Harriet Scott Chessman is the author of five novels, including three historical ones—The Lost Sketchbook of Edgar Degas, about a cousin of Degas in 1880s New Orleans, The Beauty of Ordinary Things, set in and around a Benedictine Abbey in rural New Hampshire in the 1970s, and Lydia Cassatt Reading the Morning Paper, 1880s Paris seen through the eyes of Mary Cassatt’s model and sister Lydia—as well as two contemporary novels, Someone Not Really Her Mother and Ohio Angels.

In writing my recently published historical novel, The Book of Lost Light, about a photographer’s family in the San Francisco Bay Area before, during, and after the 1906 earthquake, I found Harriet’s writing about the intersections and mysteries of art, memory, and time to be immensely helpful and inspiring. Harriet and I had met when we were members of a small book club with other fiction writers, and we’d become friends as I was writing my first historical work of fiction, having previously only written stories set in contemporary times. I was delighted to speak with her recently about the ways historical research can fuel creativity, the process of identifying the central characters, and the helpfulness of poring over old maps.

Photograph by Brigitte Carnochan

Ron Nyren: How does research inspire your fiction—do you do a lot of it up front, or do you research as you write?

Harriet Scott Chessman: I do both.
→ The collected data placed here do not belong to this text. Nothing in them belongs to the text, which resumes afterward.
use std::collections::{HashMap, VecDeque};
use std::path::Path;
use std::sync::mpsc;
use std::thread;

use rand::Rng;

use super::prefix::{Prefix, Slot};
use crate::io::read_file;

/// Corpus units with fewer words than this carry no usable context and are
/// skipped during bulk ingestion.
const MIN_UNIT_WORDS: usize = 3;

/// A word-level Markov chain with forward and backward context mappings.
///
/// The `Chain` learns, from whitespace-tokenized corpus units, which words
/// follow and which words precede each fixed-length context window, and
/// generates text by uniform random sampling over the stored candidates.
/// Candidate lists keep duplicates, so sampling is weighted by empirical
/// frequency.
///
/// # Responsibilities
/// - Accumulate forward and backward transitions from corpus units (`build`)
/// - Generate text forward from a cold start (`generate`)
/// - Generate text in both directions around a keyword anchor
///   (`generate_with_keyword`)
/// - Merge with another chain of the same context length (parallel ingestion)
///
/// # Invariants
/// - `prefix_len` is always >= 1 and immutable after construction
/// - Every mapping key renders a window of exactly `prefix_len` slots
/// - Candidate lists are append-only during `build`/`merge`; generation
///   never mutates them
///
/// # Notes
/// Absence of data is never an error here: a context without candidates is a
/// normal stop condition and a chain with no data generates the empty
/// string. Both generation modes are safe to call on a cold or partially
/// built chain.
#[derive(Clone, Debug)]
pub struct Chain {
	/// Context key -> words observed to follow that context.
	forward: HashMap<String, Vec<String>>,
	/// Context key -> slots observed to precede that context. Placeholder
	/// slots are recorded near the start of a unit.
	backward: HashMap<String, Vec<Slot>>,
	/// Context window length in words.
	prefix_len: usize,
}

impl Chain {
	/// Creates an empty chain with context windows of `prefix_len` words.
	///
	/// # Errors
	/// Returns an error if `prefix_len < 1`.
	pub fn new(prefix_len: usize) -> Result<Self, String> {
		if prefix_len < 1 {
			return Err("prefix_len must be >= 1".to_owned());
		}
		Ok(Self { forward: HashMap::new(), backward: HashMap::new(), prefix_len })
	}

	/// Returns the fixed context window length.
	pub fn prefix_len(&self) -> usize {
		self.prefix_len
	}

	/// Returns the number of distinct forward contexts learned so far.
	pub fn context_count(&self) -> usize {
		self.forward.len()
	}

	/// Returns `true` if the chain has learned nothing yet.
	pub fn is_empty(&self) -> bool {
		self.forward.is_empty()
	}

	/// Feeds one corpus unit (e.g. one message body) into the chain.
	///
	/// Tokenizes `text` on whitespace and scans it once left to right. For
	/// each word, the pre-shift context maps forward to the word and the
	/// post-shift context maps backward to the evicted slot. The window
	/// starts fresh (all placeholders) on every call: separate corpus units
	/// do not share context, though their transitions accumulate in the same
	/// mappings.
	///
	/// Never fails; an empty or whitespace-only unit is a no-op.
	pub fn build(&mut self, text: &str) {
		let mut prefix = Prefix::new(self.prefix_len);
		for word in text.split_whitespace() {
			self.forward.entry(prefix.key()).or_default().push(word.to_owned());
			let (evicted, shifted) = prefix.shift(word);
			prefix = shifted;
			self.backward.entry(prefix.key()).or_default().push(evicted);
		}
	}

	/// Generates at most `n` words starting from the pre-start context.
	///
	/// At each step a candidate is drawn uniformly at random from the words
	/// observed to follow the current context; generation stops early when a
	/// context has no recorded continuation.
	///
	/// # Returns
	/// The generated words joined with spaces; empty when the chain has no
	/// data for the initial context (e.g. a never-built chain) or `n == 0`.
	pub fn generate(&self, n: usize) -> String {
		self.generate_with_rng(&mut rand::rng(), n)
	}

	/// Generates text around a context matching `keyword`.
	///
	/// Scans the known forward contexts for one containing `keyword` as a
	/// case-insensitive substring; the last match encountered during the
	/// (unordered) map traversal wins. The matched context seeds the output,
	/// which is then extended up to `n` words forward and, independently, up
	/// to `n` words backward from the same anchor.
	///
	/// # Returns
	/// The trimmed, space-joined sequence (between `prefix_len` and
	/// `prefix_len + 2n` words when the anchor window is full), or the empty
	/// string when no context matches.
	pub fn generate_with_keyword(&self, keyword: &str, n: usize) -> String {
		self.generate_with_keyword_rng(&mut rand::rng(), keyword, n)
	}

	/// `generate` with an explicit random source.
	fn generate_with_rng<R: Rng + ?Sized>(&self, rng: &mut R, n: usize) -> String {
		let mut prefix = Prefix::new(self.prefix_len);
		let mut words: Vec<String> = Vec::new();
		for _ in 0..n {
			let Some(next) = self.pick(rng, &self.forward, &prefix) else {
				break;
			};
			let (_, shifted) = prefix.shift(&next);
			prefix = shifted;
			words.push(next);
		}
		words.join(" ")
	}

	/// `generate_with_keyword` with an explicit random source.
	fn generate_with_keyword_rng<R: Rng + ?Sized>(&self, rng: &mut R, keyword: &str, n: usize) -> String {
		let needle = keyword.to_lowercase();
		let mut anchor_key: Option<&String> = None;
		for key in self.forward.keys() {
			if key.to_lowercase().contains(&needle) {
				// Last match over the unordered traversal wins
				anchor_key = Some(key);
			}
		}
		let Some(anchor_key) = anchor_key else {
			return String::new();
		};

		let anchor = Prefix::from_key(anchor_key, self.prefix_len);
		let mut words: VecDeque<String> = anchor.words().map(str::to_owned).collect();

		// Forward pass over a copy of the anchor window
		let mut prefix = anchor.clone();
		for _ in 0..n {
			let Some(next) = self.pick(rng, &self.forward, &prefix) else {
				break;
			};
			let (_, shifted) = prefix.shift(&next);
			prefix = shifted;
			words.push_back(next);
		}

		// Backward pass over an untouched copy of the anchor window
		let mut prefix = anchor;
		for _ in 0..n {
			let Some(choices) = self.backward.get(&prefix.key()) else {
				break;
			};
			if choices.is_empty() {
				break;
			}
			let prev = choices[rng.random_range(0..choices.len())].clone();
			if let Slot::Word(word) = &prev {
				words.push_front(word.clone());
			}
			let (_, shifted) = prefix.left_shift(prev);
			prefix = shifted;
		}

		Vec::from(words).join(" ")
	}

	/// Draws a uniformly random continuation of `prefix` from `mapping`.
	///
	/// Returns `None` when the context has no candidates, which generation
	/// treats as its normal stop condition.
	fn pick<R: Rng + ?Sized>(
		&self,
		rng: &mut R,
		mapping: &HashMap<String, Vec<String>>,
		prefix: &Prefix,
	) -> Option<String> {
		let choices = mapping.get(&prefix.key())?;
		if choices.is_empty() {
			// Entries are only created on append; kept for safety
			return None;
		}
		Some(choices[rng.random_range(0..choices.len())].clone())
	}

	/// Merges another chain into this one.
	///
	/// Candidate lists for matching contexts are concatenated, preserving
	/// duplicates (and therefore empirical frequencies).
	///
	/// This method is intended for parallel ingestion, where partial chains
	/// built on worker threads are combined into a single one.
	///
	/// # Errors
	/// Returns an error if the context lengths do not match.
	pub fn merge(&mut self, other: &Self) -> Result<(), String> {
		if self.prefix_len != other.prefix_len {
			return Err(format!(
				"Prefix length mismatch: self={}, other={}",
				self.prefix_len, other.prefix_len
			));
		}

		for (key, candidates) in &other.forward {
			self.forward.entry(key.clone()).or_default().extend(candidates.iter().cloned());
		}
		for (key, candidates) in &other.backward {
			self.backward.entry(key.clone()).or_default().extend(candidates.iter().cloned());
		}

		Ok(())
	}

	/// Builds a chain from a corpus file, one corpus unit per line.
	///
	/// # Parameters
	/// - `filepath`: Input text file.
	/// - `prefix_len`: Context window length for the new chain.
	///
	/// # Returns
	/// - `Ok(Chain)`: The fully merged chain.
	/// - `Err(...)`: If the file cannot be read, or `prefix_len < 1`.
	///
	/// # Behavior
	/// - Splits the lines into chunks (based on CPU cores * factor).
	/// - Spawns threads to build partial chains for each chunk.
	/// - Skips units shorter than three words (service noise, bare acks).
	/// - Merges all partial chains sequentially.
	///
	/// # Notes
	/// - Uses MPSC channels to collect partial chains from threads.
	pub fn from_corpus_file<P: AsRef<Path>>(filepath: P, prefix_len: usize) -> Result<Self, Box<dyn std::error::Error>> {
		let template = Self::new(prefix_len)?;
		let lines = read_file(&filepath)?;
		if lines.is_empty() {
			return Ok(template);
		}

		let cpus = num_cpus::get();
		let factor = 8;
		let chunks = cpus * factor;
		let chunk_size = (lines.len() + chunks - 1) / chunks;

		let (tx, rx) = mpsc::channel();
		for chunk in lines.chunks(chunk_size) {
			let tx = tx.clone();
			let chunk: Vec<String> = chunk.to_vec();
			let mut partial = template.clone();

			thread::spawn(move || {
				for unit in chunk {
					if unit.split_whitespace().count() < MIN_UNIT_WORDS {
						continue;
					}
					partial.build(&unit);
				}
				tx.send(partial).expect("Failed to send from thread");
			});
		}
		drop(tx);

		let mut chain = template;
		for partial in rx.iter() {
			chain.merge(&partial)?;
		}

		Ok(chain)
	}
}

#[cfg(test)]
mod tests {
	use super::*;
	use rand::SeedableRng;
	use rand::rngs::StdRng;
	use std::io::Write;

	const CORPUS: &str = "the cat sat on the mat";

	fn built_chain(prefix_len: usize) -> Chain {
		let mut chain = Chain::new(prefix_len).unwrap();
		chain.build(CORPUS);
		chain
	}

	#[test]
	fn test_new_rejects_degenerate_prefix_len() {
		assert!(Chain::new(0).is_err());
		assert!(Chain::new(1).is_ok());
	}

	#[test]
	fn test_build_appends_once_per_word_per_mapping() {
		let chain = built_chain(2);
		let forward_total: usize = chain.forward.values().map(Vec::len).sum();
		let backward_total: usize = chain.backward.values().map(Vec::len).sum();
		assert_eq!(forward_total, 6);
		assert_eq!(backward_total, 6);
	}

	#[test]
	fn test_build_learns_expected_contexts() {
		let chain = built_chain(2);
		assert!(chain.forward["the cat"].contains(&"sat".to_owned()));
		assert!(chain.forward["sat on"].contains(&"the".to_owned()));
	}

	#[test]
	fn test_build_starts_a_fresh_window_per_unit() {
		let mut chain = Chain::new(1).unwrap();
		chain.build("alpha beta");
		chain.build("gamma delta");
		// Both units start from the placeholder context
		assert_eq!(chain.forward[""], vec!["alpha".to_owned(), "gamma".to_owned()]);
		// The placeholder is what precedes each unit's first word
		assert_eq!(chain.backward["alpha"], vec![Slot::Empty]);
		assert_eq!(chain.backward["gamma"], vec![Slot::Empty]);
	}

	#[test]
	fn test_generate_zero_words_is_empty() {
		assert_eq!(built_chain(2).generate(0), "");
	}

	#[test]
	fn test_generate_on_cold_chain_is_empty() {
		let chain = Chain::new(2).unwrap();
		assert_eq!(chain.generate(100), "");
	}

	#[test]
	fn test_generate_follows_single_candidate_corpus() {
		// Every context has exactly one continuation, so the walk is forced
		let mut chain = Chain::new(2).unwrap();
		chain.build("one two three four");
		assert_eq!(chain.generate(100), "one two three four");
		assert_eq!(chain.generate(2), "one two");
	}

	#[test]
	fn test_generate_is_deterministic_with_seeded_rng() {
		let chain = built_chain(2);
		let first = chain.generate_with_rng(&mut StdRng::seed_from_u64(7), 50);
		let second = chain.generate_with_rng(&mut StdRng::seed_from_u64(7), 50);
		assert!(!first.is_empty());
		assert_eq!(first, second);
	}

	#[test]
	fn test_generate_with_keyword_miss_is_empty() {
		assert_eq!(built_chain(2).generate_with_keyword("zzznotfound", 10), "");
	}

	#[test]
	fn test_generate_with_keyword_seeds_from_a_matching_context() {
		let chain = built_chain(2);
		let n = 2;
		let result = chain.generate_with_keyword("CAT", n);
		assert!(!result.is_empty());
		// The anchor is one of the contexts containing the keyword
		assert!(result.contains("the cat") || result.contains("cat sat"));
		let word_count = result.split_whitespace().count();
		assert!(word_count >= chain.prefix_len());
		assert!(word_count <= chain.prefix_len() + 2 * n);
	}

	#[test]
	fn test_generation_is_read_only() {
		let chain = built_chain(2);
		let forward = chain.forward.clone();
		let backward = chain.backward.clone();
		for _ in 0..10 {
			chain.generate(20);
			chain.generate_with_keyword("sat", 5);
			chain.generate_with_keyword("zzznotfound", 5);
		}
		assert_eq!(chain.forward, forward);
		assert_eq!(chain.backward, backward);
	}

	#[test]
	fn test_merge_concatenates_candidates() {
		let mut left = Chain::new(1).unwrap();
		left.build("hello world");
		let mut right = Chain::new(1).unwrap();
		right.build("hello there");

		left.merge(&right).unwrap();
		assert_eq!(left.forward["hello"], vec!["world".to_owned(), "there".to_owned()]);
	}

	#[test]
	fn test_merge_rejects_prefix_len_mismatch() {
		let mut left = Chain::new(1).unwrap();
		let right = Chain::new(2).unwrap();
		assert!(left.merge(&right).is_err());
	}

	#[test]
	fn test_from_corpus_file_skips_short_units() {
		let mut file = tempfile::NamedTempFile::new().unwrap();
		writeln!(file, "the cat sat on the mat").unwrap();
		writeln!(file, "ok then").unwrap();
		writeln!(file, "the dog slept on the rug").unwrap();
		file.flush().unwrap();

		let chain = Chain::from_corpus_file(file.path(), 2).unwrap();
		assert!(chain.forward.contains_key("the cat"));
		assert!(chain.forward.contains_key("the dog"));
		// Ingesting "ok then" would create the forward context " ok" and
		// the backward context "ok then"; neither may exist
		assert!(!chain.forward.contains_key(" ok"));
		assert!(!chain.backward.contains_key("ok then"));
		// Only the two six-word units may have contributed appends
		let forward_total: usize = chain.forward.values().map(Vec::len).sum();
		assert_eq!(forward_total, 12);
		assert_eq!(chain.prefix_len(), 2);
	}

	#[test]
	fn test_from_corpus_file_matches_sequential_build() {
		let mut file = tempfile::NamedTempFile::new().unwrap();
		for _ in 0..100 {
			writeln!(file, "{CORPUS}").unwrap();
		}
		file.flush().unwrap();

		let parallel = Chain::from_corpus_file(file.path(), 2).unwrap();
		let mut sequential = Chain::new(2).unwrap();
		for _ in 0..100 {
			sequential.build(CORPUS);
		}

		assert_eq!(parallel.context_count(), sequential.context_count());
		let parallel_total: usize = parallel.forward.values().map(Vec::len).sum();
		let sequential_total: usize = sequential.forward.values().map(Vec::len).sum();
		assert_eq!(parallel_total, sequential_total);
	}
}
With Lydia Cassatt Reading the Morning Paper and The Lost Sketchbook of Edgar Degas, it was the art that I fell in love with first. I was lucky to have access to brilliant scholarship about Cassatt, especially Nancy Mowll Mathews’ Mary Cassatt: A Life, and Cassatt and Her Circle: Selected Letters. And there’s a wonderful catalogue, Degas and New Orleans: A French Impressionist in America. As I was trying to figure out my subject, and then all during the writing, I looked at all kinds of stuff: maps, newspapers, letters, journals, fiction, historical accounts—whatever helped me imagine these characters’ worlds. But I’d also say that, for both of these novels about art, my primary resource was always the paintings themselves. I would pore over them, with my characters in mind, trying to understand how, in a sense, the paintings themselves were telling stories. What was the starting point for The Book of Lost Light?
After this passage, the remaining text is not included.